The  is a commuter electric multiple unit (EMU) train type operated by the private railway operator Odakyu Electric Railway in Japan since 1983.

Formation
Trains are formed as 6- and 4-car sets as shown below, with car 1/7 facing the Odawara, Fujisawa or Karakida end and car 6/10 facing the Shinjuku or Katase-Enoshima end. Trains are mostly used in 6+4 car formations.

6-car sets

The M3 and M2 cars each have two single-arm pantographs.

4-car sets

The M1 and M2 cars each have one single-arm pantograph.

Interior
Passenger accommodation consists of seven-person bench seating situated between the doors with blue upholstery, with smaller bench seats that hold up to four at the car ends. Trains refurbished in 2007 have an interior that is similar to that of the 4000 series. Some cars have a jump seat that folds up to provide space for commuters using wheelchairs.

History
Built from 1982, the 8000 series was designed to help the Odakyu Electric Railway deal with the increasing number of passengers they had to carry from suburbs into the Tokyo region. The 8000 series was the last Odakyu trainset to use their distinctive ivory body with blue accents; all future Odakyu commuter trains would use unpainted stainless steel bodies with the same blue accents.

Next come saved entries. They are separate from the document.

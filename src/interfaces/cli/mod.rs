//! CLI interface module
//!
//! Command handlers receive the loaded [`LinkStore`] and print their results.

pub mod commands;

use std::fmt;

use crate::cli::{Commands, ConfigCommands};
use crate::config::StaticConfig;
use crate::errors::QuicktabError;
use crate::services::LinkStore;
use commands::{
    add_link, clear_links, config_generate, export_links, import_links, list_links, move_link,
    remove_link, run_image_command, search, show_icon, update_link,
};

#[derive(Debug)]
pub enum CliError {
    StorageError(String),
    ParseError(String),
    CommandError(String),
}

impl CliError {
    /// Format as simple output
    pub fn format_simple(&self) -> String {
        match self {
            CliError::StorageError(msg) => format!("Storage error: {}", msg),
            CliError::ParseError(msg) => format!("Parse error: {}", msg),
            CliError::CommandError(msg) => format!("Command error: {}", msg),
        }
    }

    /// Format as colored output
    pub fn format_colored(&self) -> String {
        use colored::Colorize;
        match self {
            CliError::StorageError(msg) => {
                format!("{} {}", "Storage error:".red().bold(), msg.white())
            }
            CliError::ParseError(msg) => {
                format!("{} {}", "Parse error:".yellow().bold(), msg.white())
            }
            CliError::CommandError(msg) => {
                format!("{} {}", "Command error:".red().bold(), msg.white())
            }
        }
    }
}

impl fmt::Display for CliError {
    fn fmt(&self, f: &mut fmt::Formatter<'_>) -> fmt::Result {
        write!(f, "{}", self.format_simple())
    }
}

impl std::error::Error for CliError {}

impl From<QuicktabError> for CliError {
    fn from(err: QuicktabError) -> Self {
        if err.is_rejection() {
            CliError::CommandError(err.to_string())
        } else {
            CliError::StorageError(err.to_string())
        }
    }
}

/// Whether `cmd` can run without loading the link store
pub fn needs_store(cmd: &Commands) -> bool {
    !matches!(cmd, Commands::Config { .. } | Commands::Search { .. })
}

/// Run a command that does not touch the link store
pub async fn run_standalone_command(cmd: Commands, config: &StaticConfig) -> Result<(), CliError> {
    match cmd {
        Commands::Config {
            action: ConfigCommands::Generate { output_path, force },
        } => config_generate(output_path, force).await,
        Commands::Search { query } => search(&query, &config.search),
        other => Err(CliError::CommandError(format!(
            "Command needs the link store: {:?}",
            other
        ))),
    }
}

/// Run a CLI command from clap-parsed input
pub async fn run_cli_command(
    cmd: Commands,
    store: &mut LinkStore,
    config: &StaticConfig,
) -> Result<(), CliError> {
    match cmd {
        Commands::List { json } => list_links(store, json),

        Commands::Add {
            name,
            url,
            kind,
            icon,
            color,
        } => add_link(store, name, url, kind, icon, color).await,

        Commands::Update {
            row,
            link,
            name,
            url,
            kind,
            icon,
            color,
        } => update_link(store, row, link, name, url, kind, icon, color).await,

        Commands::Remove { row, link } => remove_link(store, row, link).await,

        Commands::Move {
            from_row,
            from_link,
            to_row,
            to_link,
            after,
        } => move_link(store, (from_row, from_link), (to_row, to_link), after).await,

        Commands::Export { file_path } => export_links(store, file_path).await,

        Commands::Import { file_path } => import_links(store, file_path).await,

        Commands::Clear { images } => clear_links(store, images).await,

        Commands::Image { action } => run_image_command(store, action).await,

        Commands::Icon { row, link } => show_icon(store, row, link, &config.icons).await,

        standalone @ (Commands::Search { .. } | Commands::Config { .. }) => {
            run_standalone_command(standalone, config).await
        }
    }
}
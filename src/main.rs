use clap::Parser;

use quicktab::cli::Cli;
use quicktab::config::init_config;
use quicktab::runtime::modes::run_cli;
use quicktab::system::init_logging;

#[tokio::main]
async fn main() {
    dotenvy::dotenv().ok();

    let cli = Cli::parse();
    let config = init_config(cli.config.as_deref());
    let log_guard = init_logging(&config.logging);

    if let Err(e) = run_cli(cli.command).await {
        eprintln!("{}", e.format_colored());
        drop(log_guard);
        std::process::exit(1);
    }
}
//! CLI mode
//!
//! Loads the link store only for commands that need it, then delegates to
//! the command handlers.

use crate::cli::Commands;
use crate::config::get_config;
use crate::interfaces::cli::{self, CliError};
use crate::runtime::lifetime::startup::prepare_store;

/// Run CLI mode
///
/// Reads the global configuration, see [`crate::config::init_config`].
pub async fn run_cli(cmd: Commands) -> Result<(), CliError> {
    let config = get_config();
    if !cli::needs_store(&cmd) {
        return cli::run_standalone_command(cmd, &config).await;
    }

    let mut store = prepare_store(&config)
        .await
        .map_err(|e| CliError::StorageError(format!("{:#}", e)))?;
    cli::run_cli_command(cmd, &mut store, &config).await
}
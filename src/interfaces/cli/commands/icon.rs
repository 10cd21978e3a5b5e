//! Icon resolution command

use colored::Colorize;

use crate::config::IconsConfig;
use crate::interfaces::cli::CliError;
use crate::services::{IconResolver, IconSource, LinkStore, Position};

pub async fn show_icon(
    store: &LinkStore,
    row: usize,
    link: usize,
    config: &IconsConfig,
) -> Result<(), CliError> {
    let pos = Position::new(row, link);
    let link = store
        .get_link(pos)
        .ok_or_else(|| CliError::CommandError(format!("No link at position {}", pos)))?;

    let resolver = IconResolver::from_config(config);
    let source = resolver.resolve(link, store.images()).await;

    let marker = if source.is_renderable() {
        "✓".bold().green()
    } else {
        "⚠".bold().yellow()
    };
    println!(
        "{} {} ({}): {}",
        marker,
        link.name.cyan(),
        link.icon.kind(),
        source
    );

    if let IconSource::Svg { markup } = &source {
        println!("{}", markup.dimmed());
    }
    Ok(())
}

Starting from 2002, the 8000 series would undergo a program of refurbishment. Improvements include replacement of LED screens, new variable-frequency drive systems and replacement of the lozenge-style pantographs to single-arm pantographs among others.

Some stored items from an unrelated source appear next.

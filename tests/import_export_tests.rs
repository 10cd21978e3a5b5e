//! Import / export tests

use std::sync::Arc;

use serde_json::json;

use quicktab::errors::QuicktabError;
use quicktab::services::{EXPORT_VERSION, LinkSettings, LinkStore, Position};
use quicktab::storage::{IMAGES_KEY, KvStore, LINKS_KEY, MemoryStore};

const PNG: &[u8] = b"\x89PNG\r\n\x1a\n\x00\x00\x00\rIHDR";

async fn seeded_store() -> (LinkStore, Arc<MemoryStore>) {
    let kv = Arc::new(MemoryStore::new());
    let store = LinkStore::load(kv.clone(), LinkSettings::default()).await;
    (store, kv)
}

#[tokio::test]
async fn test_export_shape() {
    let (mut store, _) = seeded_store().await;
    store.add_uploaded_image("logo", PNG).await.unwrap();

    let value = serde_json::to_value(store.export()).unwrap();
    assert_eq!(value["version"], EXPORT_VERSION);
    assert!(value["exportDate"].as_str().unwrap().contains('T'));
    assert_eq!(value["links"].as_array().unwrap().len(), 4);
    assert_eq!(value["links"][0][0]["type"], "RemoteVectorIcon");
    assert_eq!(value["links"][0][0]["icon"], "reddit");
    assert_eq!(value["uploadedImages"].as_object().unwrap().len(), 1);
}

#[tokio::test]
async fn test_round_trip() {
    let (mut source, _) = seeded_store().await;
    let id = source.add_uploaded_image("logo", PNG).await.unwrap();
    source
        .add_link(quicktab::storage::RawLink {
            name: "Mine".into(),
            url: "https://mine.example.com".into(),
            kind: "UploadedImage".into(),
            icon_ref: Some(id),
            color: None,
        })
        .await
        .unwrap();
    source
        .move_link(Position::new(4, 0), Position::new(0, 0), false)
        .await
        .unwrap();

    let exported = serde_json::to_string(&source.export()).unwrap();

    let kv = Arc::new(MemoryStore::new());
    let mut target = LinkStore::load(
        kv,
        LinkSettings {
            seed_defaults: false,
            ..LinkSettings::default()
        },
    )
    .await;
    let summary = target.import_str(&exported).await.unwrap();

    assert_eq!(summary.version, EXPORT_VERSION);
    assert_eq!(summary.links, 17);
    assert_eq!(summary.images, Some(1));
    assert_eq!(target.grid(), source.grid());
    assert_eq!(target.images(), source.images());
}

#[tokio::test]
async fn test_import_v1_keeps_images() {
    let (mut store, kv) = seeded_store().await;
    let id = store.add_uploaded_image("logo", PNG).await.unwrap();

    let summary = store
        .import(&json!({
            "version": "1.0",
            "links": [[{"name": "X", "url": "https://x.com", "type": "Automatic"}]]
        }))
        .await
        .unwrap();

    assert_eq!(summary.images, None);
    assert_eq!(store.grid().link_count(), 1);
    assert_eq!(store.get_link(Position::new(0, 0)).unwrap().name, "X");
    assert!(store.images().contains_key(&id));

    let stored = kv.get(LINKS_KEY).await.unwrap().unwrap();
    assert_eq!(stored[0][0]["name"], "X");
    assert!(kv.get(IMAGES_KEY).await.unwrap().is_some());
}

#[tokio::test]
async fn test_import_missing_icon_keeps_grid() {
    let (mut store, kv) = seeded_store().await;
    let before = store.grid().clone();

    let err = store
        .import(&json!({
            "version": "1.1",
            "links": [
                [{"name": "Ok", "url": "https://ok.com", "type": "Automatic"}],
                [{"name": "Bad", "url": "https://bad.com", "type": "RemoteVectorIcon"}]
            ]
        }))
        .await
        .unwrap_err();

    assert!(matches!(err, QuicktabError::Validation(_)));
    assert!(err.message().starts_with("Row 1, link 0"));
    assert_eq!(store.grid(), &before);
    assert!(kv.get(LINKS_KEY).await.unwrap().is_none());
}

#[tokio::test]
async fn test_import_rejections() {
    let (mut store, _) = seeded_store().await;
    let before = store.grid().clone();

    let bad_inputs = [
        json!([]),
        json!({"version": "2.0", "links": []}),
        json!({"version": "1.1"}),
        json!({"version": "1.1", "links": [{"name": "X"}]}),
        json!({"version": "1.1", "links": [[{"name": "X", "url": "javascript:void(0)", "type": "Automatic"}]]}),
        json!({"version": "1.1", "links": [], "uploadedImages": {"img_1": {"name": "x", "data": "data:text/plain;base64,AA==", "timestamp": 0}}}),
    ];

    for input in bad_inputs {
        let err = store.import(&input).await.unwrap_err();
        assert!(matches!(err, QuicktabError::Validation(_)), "{} -> {:?}", input, err);
    }
    assert_eq!(store.grid(), &before);

    let err = store.import_str("{not json").await.unwrap_err();
    assert!(matches!(err, QuicktabError::Validation(_)));
}

#[tokio::test]
async fn test_import_accepts_data_and_blob_links() {
    let (mut store, _) = seeded_store().await;

    store
        .import(&json!({
            "version": "1.1",
            "links": [[
                {"name": "Note", "url": "data:text/plain,hello", "type": "Automatic"},
                {"name": "Blob", "url": "blob:https://example.com/0b6e7c1a", "type": "Automatic"}
            ]]
        }))
        .await
        .unwrap();

    assert_eq!(store.grid().link_count(), 2);
    assert_eq!(
        store.get_link(Position::new(0, 0)).unwrap().url,
        "data:text/plain,hello"
    );
}

#[tokio::test]
async fn test_import_drops_empty_rows_and_defaults_version() {
    let (mut store, _) = seeded_store().await;

    let summary = store
        .import(&json!({
            "links": [
                [],
                [{"name": "A", "url": "https://a.com", "type": "lucide", "icon": "cpu", "color": "#FF4500"}],
                []
            ]
        }))
        .await
        .unwrap();

    assert_eq!(summary.version, "1.0");
    assert_eq!(summary.rows, 1);
    assert_eq!(store.grid().row_count(), 1);
}

#[tokio::test]
async fn test_import_empty_links_clears_grid() {
    let (mut store, _) = seeded_store().await;
    store
        .import(&json!({"version": "1.1", "links": [], "uploadedImages": {}}))
        .await
        .unwrap();
    assert!(store.grid().is_empty());
    assert!(store.images().is_empty());
}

Set 8255, one of the last two remaining field chopper sets, was withdrawn from service in August 2020. It was carried out of Sagami-Ōno depot to a scrapping facility on 27 October 2020.

Accidents and incidents
On 12 August 2013 at about 6:35pm JST, 8000 series set 8261 (operated with set 8058) was struck by lightning. No passengers were hurt as the train was equipped with lightning arresters; however, as a result of the strike, the train was left stalled for about twenty minutes and needed repairs.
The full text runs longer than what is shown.